In 2015, Born was contacted by best-selling author James Patterson about collaborating on projects. Born wrote several novellas or "book shots" with Patterson before taking over the Michael Bennett series with the novel Haunted.

Born continues to work with Patterson on Bennett novels as well as other projects. He also provides technical advice and is a commentator on different crime shows. Most notably, Born appeared on the Discovery Channel's A Crime to Remember, regarding a famous murder from the 1950s of a judge in Palm Beach County.
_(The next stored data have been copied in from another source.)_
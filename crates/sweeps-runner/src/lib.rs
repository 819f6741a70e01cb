//! Sweep execution: selection, approval, queueing, and a bounded worker pool
//! whose cancellation reaches every spawned script.

pub mod cancel;
pub mod confirm;
pub mod manifest;
pub mod query;
pub mod scheduler;
pub mod signals;
pub mod worker;

pub use cancel::CancellationToken;
pub use confirm::{AutoApprove, Confirm, ConfirmRequest, Decline, StdinPrompt};
pub use manifest::RunManifest;
pub use query::{query_status, render_histogram};
pub use scheduler::{
    Coordinator, NoProgress, Progress, SweepOutcome, SweepPlan, SweepReport,
    SweepRequest, SweepTally,
};
pub use signals::SignalAdapter;
pub use worker::{execute, Job, RfOutcome, WorkerReport};
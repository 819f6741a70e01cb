use anyhow::{Context, Result};
use std::collections::BTreeSet;
use std::fs::OpenOptions;
use std::io::Write;
use std::path::PathBuf;

use sweeps_core::{banner, ProjectLayout};

/// Snapshot of what a sweep is about to do, written before approval and
/// archived afterwards. Never read back by the runner.
#[derive(Debug, Clone, PartialEq, Eq)]
pub struct RunManifest {
    /// Unique name of this sweep's files: `<stamp>.run`, `<stamp>.script`.
    pub stamp: String,
    pub timestamp: String,
    pub script_id: String,
    pub rerun_failed: bool,
    pub restrict_to: Option<String>,
    pub queued: BTreeSet<String>,
    pub invalid: BTreeSet<String>,
    pub active: BTreeSet<String>,
}

impl RunManifest {
    pub fn file_name(&self) -> String {
        format!("{}.run", self.stamp)
    }

    pub fn render(&self) -> String {
        let mut lines = vec![
            format!("# RUN FILE FOR SWEEP GENERATED AT {}", self.timestamp),
            format!("# script: {}", self.script_id),
            format!("# rerun_failed: {}", self.rerun_failed),
            format!("# rfs: {}", self.restrict_to.as_deref().unwrap_or("All")),
            banner("REQUESTED RFs QUEUED TO RUN", "# "),
        ];
        lines.extend(self.queued.iter().cloned());
        lines.push(banner("REQUESTED RFs WITH INVALID STATUS", "## "));
        lines.extend(self.invalid.iter().map(|rf| format!("## {}", rf)));
        lines.push(banner("REQUESTED RFs QUEUED OR RUNNING", "### "));
        lines.extend(self.active.iter().map(|rf| format!("### {}", rf)));
        let mut text = lines.join("\n");
        text.push('\n');
        text
    }

    /// Written to the project root; moved to history once approved. An
    /// existing manifest is never reopened.
    pub fn write(&self, layout: &ProjectLayout) -> Result<PathBuf> {
        let path = layout.root().join(self.file_name());
        let mut file = OpenOptions::new()
            .write(true)
            .create_new(true)
            .open(&path)
            .with_context(|| format!("run file {} already exists", path.display()))?;
        file.write_all(self.render().as_bytes())?;
        file.sync_all()?;
        Ok(path)
    }
}

#[cfg(test)]
mod tests {
    use super::*;

    fn set(ids: &[&str]) -> BTreeSet<String> {
        ids.iter().map(|s| s.to_string()).collect()
    }

    #[test]
    fn render_lists_each_partition_under_its_banner() {
        let manifest = RunManifest {
            stamp: "2024-01-01_10-00-00".to_string(),
            timestamp: "2024-01-01_10-00-00".to_string(),
            script_id: "sim.py@abc".to_string(),
            rerun_failed: true,
            restrict_to: Some("sub.json".to_string()),
            queued: set(&["b", "a"]),
            invalid: set(&["bad"]),
            active: set(&["busy"]),
        };
        let text = manifest.render();
        let lines: Vec<&str> = text.lines().collect();
        assert_eq!(lines[0], "# RUN FILE FOR SWEEP GENERATED AT 2024-01-01_10-00-00");
        assert_eq!(lines[1], "# script: sim.py@abc");
        assert_eq!(lines[2], "# rerun_failed: true");
        assert_eq!(lines[3], "# rfs: sub.json");
        assert!(lines[4].starts_with("# ---") && lines[4].contains("QUEUED TO RUN"));
        assert_eq!(&lines[5..7], &["a", "b"]);
        assert!(lines[7].starts_with("## ---"));
        assert_eq!(lines[8], "## bad");
        assert!(lines[9].starts_with("### ---"));
        assert_eq!(lines[10], "### busy");
        assert_eq!(lines.len(), 11);
        assert_eq!(manifest.file_name(), "2024-01-01_10-00-00.run");
    }

    #[test]
    fn write_places_manifest_in_project_root_once() {
        let dir = tempfile::tempdir().expect("tempdir");
        let layout = ProjectLayout::new(dir.path());
        let manifest = RunManifest {
            stamp: "2024-01-01_10-00-00-1".to_string(),
            timestamp: "2024-01-01_10-00-00".to_string(),
            script_id: "sim.py@abc".to_string(),
            rerun_failed: false,
            restrict_to: None,
            queued: set(&["a"]),
            invalid: BTreeSet::new(),
            active: BTreeSet::new(),
        };
        let path = manifest.write(&layout).expect("write");
        assert_eq!(path, dir.path().join("2024-01-01_10-00-00-1.run"));
        let text = std::fs::read_to_string(&path).unwrap();
        assert!(text.contains("# rfs: All"));
        assert!(text.contains("GENERATED AT 2024-01-01_10-00-00\n"));

        assert!(manifest.write(&layout).is_err());
        assert_eq!(std::fs::read_to_string(&path).unwrap(), text);
    }
}
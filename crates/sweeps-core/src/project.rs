use nix::errno::Errno;
use nix::sys::signal::kill;
use nix::unistd::Pid;
use serde::{Deserialize, Serialize};
use std::collections::{BTreeMap, BTreeSet};
use std::fs;
use std::io::{ErrorKind, Write};
use std::path::{Path, PathBuf};

use crate::error::{Result, SweepError};
use crate::identity::ScriptIdentity;
use crate::status::{Status, StatusLog};
use crate::{ensure_dir, timestamp, write_new_atomic};

pub const PARAMS_FILE: &str = "params.json";
pub const STATUS_FILE: &str = "status.txt";
pub const RUN_LOG_FILE: &str = "log.txt";
const LOCK_FILE: &str = ".sweeps.lock";

/// Paths of one sweep project: scripts under `bin/`, run folders under
/// `rfs/`, audit copies under `history/`.
#[derive(Debug, Clone, PartialEq, Eq)]
pub struct ProjectLayout {
    root: PathBuf,
}

impl ProjectLayout {
    pub fn new(root: impl Into<PathBuf>) -> Self {
        Self { root: root.into() }
    }

    pub fn root(&self) -> &Path {
        &self.root
    }

    pub fn bin_dir(&self) -> PathBuf {
        self.root.join("bin")
    }

    pub fn script_path(&self, script: &str) -> PathBuf {
        self.bin_dir().join(script)
    }

    pub fn rfs_dir(&self) -> PathBuf {
        self.root.join("rfs")
    }

    pub fn history_dir(&self) -> PathBuf {
        self.root.join("history")
    }

    pub fn lock_path(&self) -> PathBuf {
        self.root.join(LOCK_FILE)
    }

    /// Paths given relative to the project resolve against its root.
    pub fn resolve(&self, path: &Path) -> PathBuf {
        self.root.join(path)
    }

    pub fn run_folder(&self, id: &str) -> RunFolder {
        RunFolder {
            id: id.to_string(),
            dir: self.rfs_dir().join(id),
        }
    }

    /// Every directory directly under `rfs/`, sorted by id. A project
    /// without `rfs/` has no run folders.
    pub fn run_folders(&self) -> Result<Vec<RunFolder>> {
        let rfs_dir = self.rfs_dir();
        if !rfs_dir.exists() {
            return Ok(Vec::new());
        }
        let mut out = Vec::new();
        for entry in walkdir::WalkDir::new(&rfs_dir)
            .min_depth(1)
            .max_depth(1)
            .sort_by_file_name()
        {
            let entry = entry.map_err(|e| {
                let path = e.path().unwrap_or(&rfs_dir).to_path_buf();
                SweepError::io(&path, e.into())
            })?;
            if !entry.file_type().is_dir() {
                continue;
            }
            if let Some(id) = entry.file_name().to_str() {
                out.push(self.run_folder(id));
            }
        }
        Ok(out)
    }

    /// Current timestamp, suffixed `-1`, `-2`, ... until no file in the
    /// project root or `history/` is named after it.
    pub fn history_stamp(&self) -> Result<String> {
        self.unique_stamp(&timestamp())
    }

    pub fn unique_stamp(&self, base: &str) -> Result<String> {
        let mut taken = BTreeSet::new();
        for dir in [self.root.clone(), self.history_dir()] {
            let entries = match fs::read_dir(&dir) {
                Ok(entries) => entries,
                Err(e) if e.kind() == ErrorKind::NotFound => continue,
                Err(e) => return Err(SweepError::io(&dir, e)),
            };
            for entry in entries.flatten() {
                if let Some((stamp, _)) = entry.file_name().to_str().and_then(|n| n.split_once('.')) {
                    taken.insert(stamp.to_string());
                }
            }
        }
        let mut stamp = base.to_string();
        let mut n = 1;
        while taken.contains(&stamp) {
            stamp = format!("{}-{}", base, n);
            n += 1;
        }
        Ok(stamp)
    }

    /// Copies `src` into `history/` as `name`. Never replaces an archive.
    pub fn archive_copy(&self, src: &Path, name: &str) -> Result<PathBuf> {
        let bytes = fs::read(src).map_err(|e| SweepError::io(src, e))?;
        self.archive_bytes(&bytes, name)
    }

    /// Moves `src` into `history/` as `name`. Never replaces an archive.
    pub fn archive_move(&self, src: &Path, name: &str) -> Result<PathBuf> {
        let history = self.history_dir();
        ensure_dir(&history)?;
        let dest = history.join(name);
        fs::hard_link(src, &dest).map_err(|e| SweepError::io(&dest, e))?;
        fs::remove_file(src).map_err(|e| SweepError::io(src, e))?;
        Ok(dest)
    }

    pub fn archive_bytes(&self, bytes: &[u8], name: &str) -> Result<PathBuf> {
        let dest = self.history_dir().join(name);
        write_new_atomic(&dest, bytes)?;
        Ok(dest)
    }
}

#[derive(Debug, Clone, PartialEq, Eq)]
pub struct RunFolder {
    id: String,
    dir: PathBuf,
}

impl RunFolder {
    pub fn id(&self) -> &str {
        &self.id
    }

    pub fn dir(&self) -> &Path {
        &self.dir
    }

    pub fn params_path(&self) -> PathBuf {
        self.dir.join(PARAMS_FILE)
    }

    pub fn run_log_path(&self) -> PathBuf {
        self.dir.join(RUN_LOG_FILE)
    }

    pub fn status_log(&self) -> StatusLog {
        StatusLog::new(self.dir.join(STATUS_FILE))
    }

    pub fn status(&self, script: &ScriptIdentity) -> Result<Status> {
        self.status_log().status(script)
    }

    /// Creates the folder with its `params.json` unless it already exists.
    /// An existing rf is never rewritten. Returns whether it was created.
    pub fn create(&self, canonical_params: &str) -> Result<bool> {
        match fs::create_dir(&self.dir) {
            Ok(()) => {}
            Err(e) if e.kind() == ErrorKind::AlreadyExists => return Ok(false),
            Err(e) if e.kind() == ErrorKind::NotFound => {
                ensure_dir(&self.dir)?;
            }
            Err(e) => return Err(SweepError::io(&self.dir, e)),
        }
        let path = self.params_path();
        let mut file = fs::OpenOptions::new()
            .write(true)
            .create_new(true)
            .open(&path)
            .map_err(|e| SweepError::io(&path, e))?;
        file.write_all(canonical_params.as_bytes())
            .and_then(|_| file.sync_all())
            .map_err(|e| SweepError::io(&path, e))?;
        Ok(true)
    }

    pub fn remove(&self) -> Result<bool> {
        match fs::remove_dir_all(&self.dir) {
            Ok(()) => Ok(true),
            Err(e) if e.kind() == ErrorKind::NotFound => Ok(false),
            Err(e) => Err(SweepError::io(&self.dir, e)),
        }
    }
}

/// rf ids grouped by their current status.
#[derive(Debug, Clone, PartialEq, Eq)]
pub struct StatusTable {
    classes: BTreeMap<Status, BTreeSet<String>>,
}

impl Default for StatusTable {
    fn default() -> Self {
        Self {
            classes: Status::ALL
                .iter()
                .map(|status| (*status, BTreeSet::new()))
                .collect(),
        }
    }
}

impl StatusTable {
    pub fn new() -> Self {
        Self::default()
    }

    pub fn insert(&mut self, status: Status, rf: impl Into<String>) {
        self.classes.entry(status).or_default().insert(rf.into());
    }

    pub fn get(&self, status: Status) -> &BTreeSet<String> {
        &self.classes[&status]
    }

    pub fn count(&self, status: Status) -> usize {
        self.get(status).len()
    }

    pub fn total(&self) -> usize {
        self.classes.values().map(BTreeSet::len).sum()
    }

    /// Keeps only rfs in `allowed`, across every class.
    pub fn restrict_to(&mut self, allowed: &BTreeSet<String>) {
        for rfs in self.classes.values_mut() {
            rfs.retain(|rf| allowed.contains(rf));
        }
    }

    /// Rows in display order: RUNNING, QUEUED, FINISHED, FAILED, NEW, INVALID.
    pub fn iter(&self) -> impl Iterator<Item = (Status, &BTreeSet<String>)> {
        Status::ALL.iter().map(move |status| (*status, self.get(*status)))
    }
}

/// Replays the status log of every rf in the project under `script`.
pub fn collect_rf_status(layout: &ProjectLayout, script: &ScriptIdentity) -> Result<StatusTable> {
    let mut table = StatusTable::new();
    for rf in layout.run_folders()? {
        let status = rf.status(script)?;
        tracing::debug!(rf = rf.id(), %status, "replayed status log");
        table.insert(status, rf.id());
    }
    Ok(table)
}

/// Who holds `.sweeps.lock`. Written whole, so a lock file is never empty.
#[derive(Debug, Clone, Serialize, Deserialize)]
struct LockHolder {
    pid: u32,
    acquired_at: String,
}

impl LockHolder {
    fn is_alive(&self) -> bool {
        let Ok(pid) = i32::try_from(self.pid) else {
            return false;
        };
        !matches!(kill(Pid::from_raw(pid), None), Err(Errno::ESRCH))
    }
}

/// Exclusive project lock, held from status collection until the eager
/// `QUEUED` writes are on disk. Removed on drop. A lock left behind by a
/// process that no longer exists is reclaimed.
#[derive(Debug)]
pub struct QueueLock {
    path: PathBuf,
}

impl QueueLock {
    pub fn acquire(layout: &ProjectLayout) -> Result<QueueLock> {
        let path = layout.lock_path();
        ensure_dir(layout.root())?;
        let holder = LockHolder {
            pid: std::process::id(),
            acquired_at: timestamp(),
        };
        let payload = serde_json::to_vec(&holder)?;
        match write_new_atomic(&path, &payload) {
            Ok(()) => return Ok(QueueLock { path }),
            Err(e) if !already_exists(&e) => return Err(e),
            Err(_) => {}
        }
        if !reclaim_if_stale(&path)? {
            return Err(SweepError::Locked(path));
        }
        match write_new_atomic(&path, &payload) {
            Ok(()) => Ok(QueueLock { path }),
            Err(e) if already_exists(&e) => Err(SweepError::Locked(path)),
            Err(e) => Err(e),
        }
    }

    pub fn path(&self) -> &Path {
        &self.path
    }
}

impl Drop for QueueLock {
    fn drop(&mut self) {
        let _ = fs::remove_file(&self.path);
    }
}

fn already_exists(err: &SweepError) -> bool {
    matches!(err, SweepError::Io { source, .. } if source.kind() == ErrorKind::AlreadyExists)
}

/// Removes the lock when its recorded holder is gone. An unreadable holder
/// is treated as alive.
fn reclaim_if_stale(path: &Path) -> Result<bool> {
    let text = match fs::read(path) {
        Ok(text) => text,
        Err(e) if e.kind() == ErrorKind::NotFound => return Ok(true),
        Err(e) => return Err(SweepError::io(path, e)),
    };
    let holder: LockHolder = match serde_json::from_slice(&text) {
        Ok(holder) => holder,
        Err(err) => {
            tracing::warn!(lock = %path.display(), error = %err, "lock holder unreadable");
            return Ok(false);
        }
    };
    if holder.is_alive() {
        return Ok(false);
    }
    tracing::warn!(
        lock = %path.display(),
        pid = holder.pid,
        acquired_at = %holder.acquired_at,
        "reclaiming lock of exited coordinator"
    );
    match fs::remove_file(path) {
        Ok(()) => Ok(true),
        Err(e) if e.kind() == ErrorKind::NotFound => Ok(true),
        Err(e) => Err(SweepError::io(path, e)),
    }
}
In 2018, Born traveled to Afghanistan to do research on a novel and work on a documentary. He spent time at Bagram Air Base and the Fenty Forward Operating Base near the Pakistani border. The documentary, Send Me, detailed the US military's effort to provide medical evacuation to allied soldiers wounded in combat. The documentary aired on PBS in October 2018 and was awarded an Emmy.

==Personal life==
Born lives with his wife in Florida where he now writes full-time. He continues to provide technical advice, and speaks publicly about his books and other issues. Born has two children, John (a CPA) and Emily (a lawyer).